*** SOURCE INFORMATION Section Begins ***
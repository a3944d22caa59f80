//! Comment Model

use serde::{Deserialize, Serialize};

use super::Record;

/// Moderation state of a customer comment
#[derive(Debug, Clone, Copy, PartialEq, Eq, Hash, Serialize, Deserialize)]
#[serde(rename_all = "lowercase")]
pub enum ModerationStatus {
    Pending,
    Approved,
    Rejected,
}

impl ModerationStatus {
    pub fn as_str(&self) -> &'static str {
        match self {
            ModerationStatus::Pending => "pending",
            ModerationStatus::Approved => "approved",
            ModerationStatus::Rejected => "rejected",
        }
    }
}

/// Star rating, 0 to 5 inclusive
#[derive(Debug, Clone, Copy, PartialEq, Eq, PartialOrd, Ord, Hash, Serialize, Deserialize)]
#[serde(into = "u8", try_from = "u8")]
pub struct Rating(u8);

impl Rating {
    pub const MAX: u8 = 5;

    pub fn value(&self) -> u8 {
        self.0
    }
}

impl TryFrom<u8> for Rating {
    type Error = String;

    fn try_from(value: u8) -> Result<Self, Self::Error> {
        if value > Self::MAX {
            return Err(format!("rating {} is above {}", value, Self::MAX));
        }
        Ok(Self(value))
    }
}

impl From<Rating> for u8 {
    fn from(rating: Rating) -> Self {
        rating.0
    }
}

/// Comment entity
#[derive(Debug, Clone, PartialEq, Serialize, Deserialize)]
#[serde(rename_all = "camelCase")]
pub struct Comment {
    #[serde(default, skip_serializing)]
    pub id: String,
    /// Dish the comment is about
    pub dish: String,
    pub rating: Rating,
    pub body: String,
    pub status: ModerationStatus,
    pub created_at: i64,
    #[serde(default, skip_serializing_if = "Option::is_none")]
    pub author: Option<String>,
}

impl Record for Comment {
    const COLLECTION: &'static str = "comments";
    const RESOURCE: &'static str = "Comment";

    fn id(&self) -> &str {
        &self.id
    }
}

#[cfg(test)]
mod tests {
    use super::*;
    use serde_json::json;

    #[test]
    fn test_rating_bounds() {
        assert!(Rating::try_from(0).is_ok());
        assert_eq!(Rating::try_from(5).unwrap().value(), 5);
        assert!(Rating::try_from(6).is_err());
    }

    #[test]
    fn test_comment_with_out_of_range_rating_is_rejected() {
        let result = serde_json::from_value::<Comment>(json!({
            "dish": "d-1",
            "rating": 9,
            "body": "great",
            "status": "pending",
            "createdAt": 1
        }));
        assert!(result.is_err());
    }
}
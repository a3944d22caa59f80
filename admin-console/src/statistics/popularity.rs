//! Popular-dish flag refresh
//!
//! The current month's best sellers (by revenue) get `isPopular = true`,
//! every other dish gets `false`. Only dishes whose flag actually changes are
//! written, one partial update each, and a failed write does not stop the
//! others.

use std::collections::HashSet;

use chrono_tz::Tz;
use serde::Serialize;
use shared::error::{AppError, AppResult};
use shared::models::Order;

use super::{in_range, month_range, top_items};
use crate::db::{DishRepository, Repository};
use crate::utils::time;

#[derive(Debug, Clone, Default, PartialEq, Serialize)]
#[serde(rename_all = "camelCase")]
pub struct PopularityReport {
    /// Names ranked into the top set, best first
    pub top: Vec<String>,
    pub updated: usize,
    pub failed: usize,
    pub unchanged: usize,
}

/// Recompute `isPopular` for every dish from the orders of the month
/// containing `now_millis`
///
/// Loading the dish list is the only hard failure; individual flag writes
/// are counted in the report.
pub async fn refresh_popularity(
    dishes: &DishRepository,
    orders: &[Order],
    now_millis: i64,
    tz: Tz,
    top_n: usize,
) -> AppResult<PopularityReport> {
    let (year, month) = time::year_month_of(now_millis, tz)
        .ok_or_else(|| AppError::invalid(format!("Invalid timestamp: {}", now_millis)))?;
    let range = month_range(year, month, tz)?;

    let top: Vec<String> = top_items(in_range(orders, range), top_n)
        .into_iter()
        .map(|item| item.name)
        .collect();
    let popular: HashSet<&str> = top.iter().map(String::as_str).collect();

    let mut report = PopularityReport::default();
    for dish in dishes.find_all().await? {
        let should_be_popular = popular.contains(dish.name.as_str());
        if dish.is_popular == should_be_popular {
            report.unchanged += 1;
            continue;
        }
        match dishes.set_popular(&dish.id, should_be_popular).await {
            Ok(()) => report.updated += 1,
            Err(e) => {
                tracing::warn!(dish = %dish.id, error = %e, "Failed to update popular flag");
                report.failed += 1;
            }
        }
    }

    tracing::info!(
        top = ?top,
        updated = report.updated,
        failed = report.failed,
        unchanged = report.unchanged,
        "Popular dishes refreshed"
    );
    report.top = top;
    Ok(report)
}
*** SOURCE INFORMATION Section Ends ***
→ **YOUR INSTRUCTIONS**:
Copy each line from the data that features the string "orders".

→ **EXERCISE OUTPUT**:
/// Recompute `isPopular` for every dish from the orders of the month
    orders: &[Order],
    let top: Vec<String> = top_items(in_range(orders, range), top_n)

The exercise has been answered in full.